### HOW TO COMPLETE THIS TASK
In the listing below, how many lines contain the word "attempts"? Please respond with the number only.

- Opening Delimiter -

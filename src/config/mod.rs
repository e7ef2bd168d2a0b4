//! Configuration management for syncboard
//!
//! This module handles loading, validating, and persisting the sync
//! configuration. The persisted form is JSON so the WebUI can POST the
//! same shape back through `/api/config`.

use serde::{Deserialize, Serialize};
use std::path::{Path, PathBuf};
use thiserror::Error;

/// Configuration errors
#[derive(Debug, Error)]
pub enum ConfigError {
    /// IO error reading or writing the config file
    #[error("Failed to access config file: {0}")]
    Io(#[from] std::io::Error),

    /// JSON parsing or serialization error
    #[error("Failed to parse config JSON: {0}")]
    Json(#[from] serde_json::Error),

    /// Validation error
    #[error("Config validation failed: {0}")]
    Validation(String),
}

/// Sync configuration, persisted as JSON
#[derive(Debug, Clone, PartialEq, Eq, Serialize, Deserialize)]
pub struct SyncConfig {
    /// WebDAV endpoint URL; empty means no remote store is configured
    #[serde(default)]
    pub webdav_url: String,

    /// WebDAV username
    #[serde(default)]
    pub webdav_username: String,

    /// WebDAV password
    #[serde(default)]
    pub webdav_password: String,

    /// Seconds between scheduled sync attempts
    #[serde(default = "default_sync_interval")]
    pub sync_interval: u64,

    /// Whether scheduled sync is enabled
    #[serde(default)]
    pub enabled: bool,
}

fn default_sync_interval() -> u64 {
    60
}

impl Default for SyncConfig {
    fn default() -> Self {
        Self {
            webdav_url: String::new(),
            webdav_username: String::new(),
            webdav_password: String::new(),
            sync_interval: default_sync_interval(),
            enabled: false,
        }
    }
}

impl SyncConfig {
    /// Load configuration from a JSON file
    pub fn load(path: &Path) -> Result<Self, ConfigError> {
        let contents = std::fs::read_to_string(path)?;
        let config: SyncConfig = serde_json::from_str(&contents)?;
        config.validate()?;
        Ok(config)
    }

    /// Save configuration to a JSON file, creating parent directories
    pub fn save(&self, path: &Path) -> Result<(), ConfigError> {
        if let Some(parent) = path.parent() {
            std::fs::create_dir_all(parent)?;
        }

        let json = serde_json::to_string_pretty(self)?;
        std::fs::write(path, json)?;

        Ok(())
    }

    /// Validate configuration values
    ///
    /// An enabled configuration must carry a positive interval.
    pub fn validate(&self) -> Result<(), ConfigError> {
        if self.enabled && self.sync_interval == 0 {
            return Err(ConfigError::Validation(
                "sync_interval must be positive when sync is enabled".to_string(),
            ));
        }

        Ok(())
    }
}

/// Default configuration file path
///
/// Uses the platform data directory when one resolves, otherwise the
/// Magisk module location used on rooted Android devices.
pub fn default_path() -> PathBuf {
    dirs::data_local_dir()
        .map(|dir| dir.join("syncboard").join("config.json"))
        .unwrap_or_else(|| PathBuf::from("/data/adb/syncboard/config.json"))
}
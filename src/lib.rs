//! # Syncboard
//!
//! Clipboard to WebDAV synchronization server for rooted Android devices.
//!
//! Syncboard mirrors the device clipboard to a WebDAV content store on a
//! timer and exposes an HTTP control surface for manual sync, status, and
//! configuration changes, plus a small static WebUI.

pub mod cli;
pub mod clipboard;
pub mod config;
pub mod remote;
pub mod server;
pub mod sync;

pub use config::SyncConfig;

/// Result type alias for syncboard operations
pub type Result<T> = std::result::Result<T, Error>;

/// Error types for syncboard operations
#[derive(Debug, thiserror::Error)]
pub enum Error {
    /// Configuration error
    #[error("Configuration error: {0}")]
    Config(#[from] config::ConfigError),

    /// Clipboard operation error
    #[error("Clipboard error: {0}")]
    Clipboard(#[from] clipboard::ClipboardError),

    /// Remote store error
    #[error("Remote store error: {0}")]
    Remote(#[from] remote::RemoteError),

    /// IO error
    #[error("IO error: {0}")]
    Io(#[from] std::io::Error),

    /// Generic error
    #[error("{0}")]
    Other(String),
}

/// Library version information
pub const VERSION: &str = env!("CARGO_PKG_VERSION");
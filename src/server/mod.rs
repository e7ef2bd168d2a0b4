//! HTTP control surface
//!
//! Thin warp glue over the sync core: health, config get/update, clipboard
//! read, manual sync, status, and the static WebUI. Handlers never panic;
//! failures come back as JSON error bodies with the matching status code.

use std::convert::Infallible;
use std::path::PathBuf;
use std::sync::Arc;

use bytes::Bytes;
use serde_json::json;
use tracing::{info, warn};
use warp::http::StatusCode;
use warp::reply::{Json, WithStatus};
use warp::{Filter, Rejection, Reply};

use crate::clipboard::ClipboardAccessor;
use crate::config::SyncConfig;
use crate::remote::{RemoteStore, WebDavStore};
use crate::sync::SyncManager;

/// Shared state injected into every request handler
#[derive(Clone)]
pub struct AppState {
    pub manager: Arc<SyncManager>,
    pub accessor: Arc<ClipboardAccessor>,
    pub config_path: Arc<PathBuf>,
}

impl AppState {
    pub fn new(
        manager: Arc<SyncManager>,
        accessor: Arc<ClipboardAccessor>,
        config_path: PathBuf,
    ) -> Self {
        Self {
            manager,
            accessor,
            config_path: Arc::new(config_path),
        }
    }
}

/// Build the full route tree
pub fn routes(
    state: AppState,
    webui_dir: PathBuf,
) -> impl Filter<Extract = impl Reply, Error = Rejection> + Clone {
    health()
        .or(config_get(state.clone()))
        .or(config_update(state.clone()))
        .or(clipboard_get(state.clone()))
        .or(sync_now(state.clone()))
        .or(sync_status(state))
        .or(warp::get().and(warp::fs::dir(webui_dir)))
}

fn with_state(state: AppState) -> impl Filter<Extract = (AppState,), Error = Infallible> + Clone {
    warp::any().map(move || state.clone())
}

fn json_reply(status: StatusCode, value: serde_json::Value) -> WithStatus<Json> {
    warp::reply::with_status(warp::reply::json(&value), status)
}

fn error_reply(status: StatusCode, message: &str) -> WithStatus<Json> {
    json_reply(status, json!({ "error": message }))
}

/// GET /health
fn health() -> impl Filter<Extract = impl Reply, Error = Rejection> + Clone {
    warp::path!("health")
        .and(warp::get())
        .map(|| warp::reply::json(&json!({ "status": "ok" })))
}

/// GET /api/config
fn config_get(state: AppState) -> impl Filter<Extract = impl Reply, Error = Rejection> + Clone {
    warp::path!("api" / "config")
        .and(warp::get())
        .and(with_state(state))
        .and_then(handle_config_get)
}

async fn handle_config_get(state: AppState) -> Result<impl Reply, Infallible> {
    let config = SyncConfig::load(&state.config_path).unwrap_or_else(|e| {
        warn!("failed to load config, returning defaults: {e}");
        SyncConfig::default()
    });

    Ok(warp::reply::json(&config))
}

/// POST /api/config
fn config_update(state: AppState) -> impl Filter<Extract = impl Reply, Error = Rejection> + Clone {
    warp::path!("api" / "config")
        .and(warp::post())
        .and(warp::body::content_length_limit(64 * 1024))
        .and(warp::body::bytes())
        .and(with_state(state))
        .and_then(handle_config_update)
}

async fn handle_config_update(body: Bytes, state: AppState) -> Result<impl Reply, Infallible> {
    let config: SyncConfig = match serde_json::from_slice(&body) {
        Ok(config) => config,
        Err(e) => return Ok(error_reply(StatusCode::BAD_REQUEST, &e.to_string())),
    };

    if let Err(e) = config.validate() {
        return Ok(error_reply(StatusCode::BAD_REQUEST, &e.to_string()));
    }

    if let Err(e) = config.save(&state.config_path) {
        return Ok(error_reply(
            StatusCode::INTERNAL_SERVER_ERROR,
            &e.to_string(),
        ));
    }

    let remote: Option<Arc<dyn RemoteStore>> = if config.webdav_url.is_empty() {
        None
    } else {
        match WebDavStore::new(
            &config.webdav_url,
            &config.webdav_username,
            &config.webdav_password,
        ) {
            Ok(store) => Some(Arc::new(store)),
            Err(e) => {
                return Ok(error_reply(
                    StatusCode::INTERNAL_SERVER_ERROR,
                    &e.to_string(),
                ))
            }
        }
    };

    state.manager.reconfigure(config, remote).await;
    info!("configuration updated");

    Ok(json_reply(StatusCode::OK, json!({ "status": "ok" })))
}

/// GET /api/clipboard
fn clipboard_get(state: AppState) -> impl Filter<Extract = impl Reply, Error = Rejection> + Clone {
    warp::path!("api" / "clipboard")
        .and(warp::get())
        .and(with_state(state))
        .and_then(handle_clipboard_get)
}

async fn handle_clipboard_get(state: AppState) -> Result<impl Reply, Infallible> {
    match state.accessor.read().await {
        Ok(content) => Ok(json_reply(StatusCode::OK, json!({ "content": content }))),
        Err(e) => Ok(error_reply(
            StatusCode::INTERNAL_SERVER_ERROR,
            &e.to_string(),
        )),
    }
}

/// GET /api/sync/now
fn sync_now(state: AppState) -> impl Filter<Extract = impl Reply, Error = Rejection> + Clone {
    warp::path!("api" / "sync" / "now")
        .and(warp::get())
        .and(with_state(state))
        .and_then(handle_sync_now)
}

async fn handle_sync_now(state: AppState) -> Result<impl Reply, Infallible> {
    match state.manager.sync_now().await {
        Ok(()) => Ok(json_reply(StatusCode::OK, json!({ "status": "synced" }))),
        Err(e) => Ok(error_reply(
            StatusCode::INTERNAL_SERVER_ERROR,
            &e.to_string(),
        )),
    }
}

/// GET /api/sync/status
fn sync_status(state: AppState) -> impl Filter<Extract = impl Reply, Error = Rejection> + Clone {
    warp::path!("api" / "sync" / "status")
        .and(warp::get())
        .and(with_state(state))
        .and_then(handle_sync_status)
}

async fn handle_sync_status(state: AppState) -> Result<impl Reply, Infallible> {
    let running = state.manager.is_running().await;
    Ok(warp::reply::json(&json!({ "running": running })))
}
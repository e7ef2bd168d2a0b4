//! Integration tests for the sync manager lifecycle and the clipboard
//! access strategy chain.
//!
//! Timer behavior is tested on tokio's paused clock, so tick counts are
//! exact rather than sleep-and-hope estimates.

use std::sync::atomic::{AtomicBool, AtomicUsize, Ordering};
use std::sync::{Arc, Mutex};
use std::time::Duration;

use async_trait::async_trait;
use tokio::time::sleep;

use syncboard::clipboard::{
    android::KeystrokeWrite, ClipboardAccessor, ClipboardError, ReadStrategy, WriteStrategy,
};
use syncboard::config::SyncConfig;
use syncboard::remote::{RemoteError, RemoteStore};
use syncboard::sync::SyncManager;
use syncboard::Error;

/// Read strategy that always fails
struct FailingRead {
    calls: Arc<AtomicUsize>,
}

#[async_trait]
impl ReadStrategy for FailingRead {
    fn name(&self) -> &str {
        "failing"
    }

    async fn read(&self) -> Result<String, ClipboardError> {
        self.calls.fetch_add(1, Ordering::SeqCst);
        Err(ClipboardError::Method("permission denied".to_string()))
    }
}

/// Read strategy that returns a fixed string
struct StaticRead {
    content: &'static str,
    calls: Arc<AtomicUsize>,
}

#[async_trait]
impl ReadStrategy for StaticRead {
    fn name(&self) -> &str {
        "static"
    }

    async fn read(&self) -> Result<String, ClipboardError> {
        self.calls.fetch_add(1, Ordering::SeqCst);
        Ok(self.content.to_string())
    }
}

/// Read strategy whose content the test can change between ticks
#[derive(Clone)]
struct ScriptedRead {
    content: Arc<Mutex<String>>,
    calls: Arc<AtomicUsize>,
}

impl ScriptedRead {
    fn new(initial: &str) -> Self {
        Self {
            content: Arc::new(Mutex::new(initial.to_string())),
            calls: Arc::new(AtomicUsize::new(0)),
        }
    }

    fn set(&self, content: &str) {
        *self.content.lock().unwrap() = content.to_string();
    }
}

#[async_trait]
impl ReadStrategy for ScriptedRead {
    fn name(&self) -> &str {
        "scripted"
    }

    async fn read(&self) -> Result<String, ClipboardError> {
        self.calls.fetch_add(1, Ordering::SeqCst);
        Ok(self.content.lock().unwrap().clone())
    }
}

/// Write strategy that records what it was asked to write
struct RecordingWrite {
    writes: Arc<Mutex<Vec<String>>>,
}

#[async_trait]
impl WriteStrategy for RecordingWrite {
    fn name(&self) -> &str {
        "recording"
    }

    async fn write(&self, content: &str) -> Result<(), ClipboardError> {
        self.writes.lock().unwrap().push(content.to_string());
        Ok(())
    }
}

/// Remote store that records successful uploads and can be made to fail
#[derive(Default)]
struct RecordingStore {
    uploads: Mutex<Vec<(String, String)>>,
    attempts: AtomicUsize,
    fail: AtomicBool,
}

impl RecordingStore {
    fn uploaded_contents(&self) -> Vec<String> {
        self.uploads
            .lock()
            .unwrap()
            .iter()
            .map(|(_, content)| content.clone())
            .collect()
    }
}

#[async_trait]
impl RemoteStore for RecordingStore {
    async fn upload(&self, remote_path: &str, content: &str) -> Result<(), RemoteError> {
        self.attempts.fetch_add(1, Ordering::SeqCst);
        if self.fail.load(Ordering::SeqCst) {
            return Err(RemoteError::Upload("remote unreachable".to_string()));
        }
        self.uploads
            .lock()
            .unwrap()
            .push((remote_path.to_string(), content.to_string()));
        Ok(())
    }

    async fn download(&self, _remote_path: &str) -> Result<String, RemoteError> {
        self.uploads
            .lock()
            .unwrap()
            .last()
            .map(|(_, content)| content.clone())
            .ok_or_else(|| RemoteError::Download("nothing uploaded".to_string()))
    }

    async fn test_connection(&self) -> Result<(), RemoteError> {
        Ok(())
    }
}

fn enabled_config(interval: u64) -> SyncConfig {
    SyncConfig {
        webdav_url: "https://dav.example.com".to_string(),
        webdav_username: "user".to_string(),
        webdav_password: "pass".to_string(),
        sync_interval: interval,
        enabled: true,
    }
}

fn scripted_manager(
    clipboard: &ScriptedRead,
    interval: u64,
) -> (SyncManager, Arc<RecordingStore>) {
    let accessor = Arc::new(ClipboardAccessor::new(
        vec![Box::new(clipboard.clone())],
        vec![],
    ));
    let store = Arc::new(RecordingStore::default());
    let manager = SyncManager::new(enabled_config(interval), Some(store.clone()), accessor);
    (manager, store)
}

#[tokio::test]
async fn test_read_fallback_order() {
    let failing_calls = Arc::new(AtomicUsize::new(0));
    let second_calls = Arc::new(AtomicUsize::new(0));
    let third_calls = Arc::new(AtomicUsize::new(0));
    let fourth_calls = Arc::new(AtomicUsize::new(0));

    let accessor = ClipboardAccessor::new(
        vec![
            Box::new(FailingRead {
                calls: failing_calls.clone(),
            }),
            Box::new(StaticRead {
                content: "X",
                calls: second_calls.clone(),
            }),
            Box::new(StaticRead {
                content: "Y",
                calls: third_calls.clone(),
            }),
            Box::new(StaticRead {
                content: "Z",
                calls: fourth_calls.clone(),
            }),
        ],
        vec![],
    );

    assert_eq!(accessor.read().await.unwrap(), "X");
    assert_eq!(failing_calls.load(Ordering::SeqCst), 1);
    assert_eq!(second_calls.load(Ordering::SeqCst), 1);
    assert_eq!(third_calls.load(Ordering::SeqCst), 0);
    assert_eq!(fourth_calls.load(Ordering::SeqCst), 0);
}

#[tokio::test]
async fn test_read_skips_empty_content() {
    let accessor = ClipboardAccessor::new(
        vec![
            Box::new(StaticRead {
                content: "",
                calls: Arc::new(AtomicUsize::new(0)),
            }),
            Box::new(StaticRead {
                content: "fallback",
                calls: Arc::new(AtomicUsize::new(0)),
            }),
        ],
        vec![],
    );

    assert_eq!(accessor.read().await.unwrap(), "fallback");
}

#[tokio::test]
async fn test_read_all_methods_failed() {
    let accessor = ClipboardAccessor::new(
        vec![Box::new(FailingRead {
            calls: Arc::new(AtomicUsize::new(0)),
        })],
        vec![],
    );

    assert!(matches!(
        accessor.read().await,
        Err(ClipboardError::AccessDenied)
    ));
}

#[tokio::test]
async fn test_write_multiline_rejected_by_keystroke_method() {
    let accessor = ClipboardAccessor::new(vec![], vec![Box::new(KeystrokeWrite)]);

    assert!(matches!(
        accessor.write("a\nb").await,
        Err(ClipboardError::UnsupportedContent(_))
    ));
}

#[tokio::test]
async fn test_write_first_success_wins() {
    let writes = Arc::new(Mutex::new(Vec::new()));
    let accessor = ClipboardAccessor::new(
        vec![],
        vec![Box::new(RecordingWrite {
            writes: writes.clone(),
        })],
    );

    accessor.write("hello").await.unwrap();
    assert_eq!(*writes.lock().unwrap(), vec!["hello".to_string()]);
}

#[tokio::test(start_paused = true)]
async fn test_start_is_idempotent() {
    let clipboard = ScriptedRead::new("X");
    let (manager, store) = scripted_manager(&clipboard, 1);

    manager.start().await;
    manager.start().await;
    assert!(manager.is_running().await);

    // Three full periods; a duplicated worker would double the read count.
    sleep(Duration::from_millis(3500)).await;

    assert_eq!(clipboard.calls.load(Ordering::SeqCst), 3);
    assert_eq!(store.uploaded_contents(), vec!["X".to_string()]);

    manager.stop().await;
}

#[tokio::test(start_paused = true)]
async fn test_change_detection_end_to_end() {
    let clipboard = ScriptedRead::new("foo");
    let (manager, store) = scripted_manager(&clipboard, 1);

    manager.start().await;

    // First tick uploads "foo"; the second sees unchanged content.
    sleep(Duration::from_millis(2500)).await;
    assert_eq!(store.uploaded_contents(), vec!["foo".to_string()]);

    clipboard.set("bar");
    sleep(Duration::from_secs(1)).await;
    assert_eq!(
        store.uploaded_contents(),
        vec!["foo".to_string(), "bar".to_string()]
    );

    // Three more ticks with stable content produce no further uploads.
    sleep(Duration::from_secs(3)).await;
    assert_eq!(
        store.uploaded_contents(),
        vec!["foo".to_string(), "bar".to_string()]
    );

    manager.stop().await;
}

#[tokio::test(start_paused = true)]
async fn test_failed_upload_retries_same_content() {
    let clipboard = ScriptedRead::new("foo");
    let (manager, store) = scripted_manager(&clipboard, 1);
    store.fail.store(true, Ordering::SeqCst);

    manager.start().await;
    sleep(Duration::from_millis(1500)).await;

    // The upload failed, so the fingerprint must not have advanced.
    assert_eq!(store.attempts.load(Ordering::SeqCst), 1);
    assert!(store.uploaded_contents().is_empty());

    store.fail.store(false, Ordering::SeqCst);
    sleep(Duration::from_secs(1)).await;

    assert_eq!(store.attempts.load(Ordering::SeqCst), 2);
    assert_eq!(store.uploaded_contents(), vec!["foo".to_string()]);

    manager.stop().await;
}

#[tokio::test(start_paused = true)]
async fn test_read_failure_keeps_worker_alive() {
    let calls = Arc::new(AtomicUsize::new(0));
    let accessor = Arc::new(ClipboardAccessor::new(
        vec![Box::new(FailingRead {
            calls: calls.clone(),
        })],
        vec![],
    ));
    let store = Arc::new(RecordingStore::default());
    let manager = SyncManager::new(enabled_config(1), Some(store.clone()), accessor);

    manager.start().await;
    sleep(Duration::from_millis(2500)).await;

    // Two ticks, two failed reads, no uploads, still running.
    assert_eq!(calls.load(Ordering::SeqCst), 2);
    assert_eq!(store.attempts.load(Ordering::SeqCst), 0);
    assert!(manager.is_running().await);

    manager.stop().await;
}

#[tokio::test(start_paused = true)]
async fn test_stop_without_start_and_double_stop() {
    let clipboard = ScriptedRead::new("X");
    let (manager, _store) = scripted_manager(&clipboard, 1);

    // Must return promptly even though no worker was ever spawned.
    tokio::time::timeout(Duration::from_secs(5), manager.stop())
        .await
        .expect("stop on a never-started manager blocked");

    manager.start().await;
    manager.stop().await;
    tokio::time::timeout(Duration::from_secs(5), manager.stop())
        .await
        .expect("double stop blocked");

    assert!(!manager.is_running().await);
}

#[tokio::test(start_paused = true)]
async fn test_stop_halts_ticking() {
    let clipboard = ScriptedRead::new("X");
    let (manager, _store) = scripted_manager(&clipboard, 1);

    manager.start().await;
    sleep(Duration::from_millis(1500)).await;
    manager.stop().await;

    let reads_at_stop = clipboard.calls.load(Ordering::SeqCst);
    sleep(Duration::from_secs(3)).await;
    assert_eq!(clipboard.calls.load(Ordering::SeqCst), reads_at_stop);
}

#[tokio::test]
async fn test_start_noop_when_disabled_or_unconfigured() {
    let clipboard = ScriptedRead::new("X");
    let accessor = Arc::new(ClipboardAccessor::new(
        vec![Box::new(clipboard.clone())],
        vec![],
    ));

    let mut disabled = enabled_config(1);
    disabled.enabled = false;
    let manager = SyncManager::new(
        disabled,
        Some(Arc::new(RecordingStore::default())),
        accessor.clone(),
    );
    manager.start().await;
    assert!(!manager.is_running().await);

    let manager = SyncManager::new(enabled_config(1), None, accessor);
    manager.start().await;
    assert!(!manager.is_running().await);
}

#[tokio::test(start_paused = true)]
async fn test_reconfigure_does_not_start_a_stopped_manager() {
    let clipboard = ScriptedRead::new("X");
    let (manager, _store) = scripted_manager(&clipboard, 1);

    let new_store: Arc<RecordingStore> = Arc::new(RecordingStore::default());
    manager
        .reconfigure(enabled_config(1), Some(new_store.clone()))
        .await;

    assert!(!manager.is_running().await);
    sleep(Duration::from_secs(3)).await;
    assert_eq!(new_store.attempts.load(Ordering::SeqCst), 0);
}

#[tokio::test(start_paused = true)]
async fn test_reconfigure_disabling_stops_a_running_manager() {
    let clipboard = ScriptedRead::new("X");
    let (manager, _store) = scripted_manager(&clipboard, 1);

    manager.start().await;
    assert!(manager.is_running().await);

    let mut disabled = enabled_config(1);
    disabled.enabled = false;
    manager
        .reconfigure(disabled, Some(Arc::new(RecordingStore::default())))
        .await;

    assert!(!manager.is_running().await);
}

#[tokio::test(start_paused = true)]
async fn test_reconfigure_restarts_with_new_interval_and_store() {
    let clipboard = ScriptedRead::new("X");
    let (manager, old_store) = scripted_manager(&clipboard, 1);

    manager.start().await;
    sleep(Duration::from_millis(1500)).await;
    assert_eq!(old_store.attempts.load(Ordering::SeqCst), 1);

    let new_store: Arc<RecordingStore> = Arc::new(RecordingStore::default());
    manager
        .reconfigure(enabled_config(2), Some(new_store.clone()))
        .await;
    assert!(manager.is_running().await);
    clipboard.set("Y");

    // The old one-second cadence is gone; nothing fires in the next 1.5s.
    sleep(Duration::from_millis(1500)).await;
    assert_eq!(new_store.attempts.load(Ordering::SeqCst), 0);

    // The first tick at the new two-second cadence lands on the new store.
    sleep(Duration::from_secs(1)).await;
    assert_eq!(new_store.uploaded_contents(), vec!["Y".to_string()]);
    assert_eq!(old_store.attempts.load(Ordering::SeqCst), 1);

    manager.stop().await;
}

#[tokio::test]
async fn test_sync_now_without_remote_reads_nothing() {
    let clipboard = ScriptedRead::new("X");
    let accessor = Arc::new(ClipboardAccessor::new(
        vec![Box::new(clipboard.clone())],
        vec![],
    ));
    let manager = SyncManager::new(enabled_config(1), None, accessor);

    let result = manager.sync_now().await;
    assert!(matches!(
        result,
        Err(Error::Remote(RemoteError::NotConfigured))
    ));
    assert_eq!(clipboard.calls.load(Ordering::SeqCst), 0);
}

#[tokio::test]
async fn test_sync_now_always_uploads() {
    let clipboard = ScriptedRead::new("same");
    let (manager, store) = scripted_manager(&clipboard, 1);

    manager.sync_now().await.unwrap();
    manager.sync_now().await.unwrap();

    // Manual sync skips change detection, so both calls hit the remote.
    assert_eq!(
        store.uploaded_contents(),
        vec!["same".to_string(), "same".to_string()]
    );
    assert_eq!(
        store.uploads.lock().unwrap()[0].0,
        "clipboard.txt".to_string()
    );
}

#[tokio::test]
async fn test_sync_now_surfaces_read_errors() {
    let accessor = Arc::new(ClipboardAccessor::new(
        vec![Box::new(FailingRead {
            calls: Arc::new(AtomicUsize::new(0)),
        })],
        vec![],
    ));
    let manager = SyncManager::new(
        enabled_config(1),
        Some(Arc::new(RecordingStore::default())),
        accessor,
    );

    assert!(matches!(
        manager.sync_now().await,
        Err(Error::Clipboard(ClipboardError::AccessDenied))
    ));
}

#[tokio::test]
async fn test_sync_now_surfaces_upload_errors() {
    let clipboard = ScriptedRead::new("payload");
    let (manager, store) = scripted_manager(&clipboard, 1);
    store.fail.store(true, Ordering::SeqCst);

    assert!(matches!(
        manager.sync_now().await,
        Err(Error::Remote(RemoteError::Upload(_)))
    ));
}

- Closing Delimiter -

### RESULT OF THE EXERCISE
10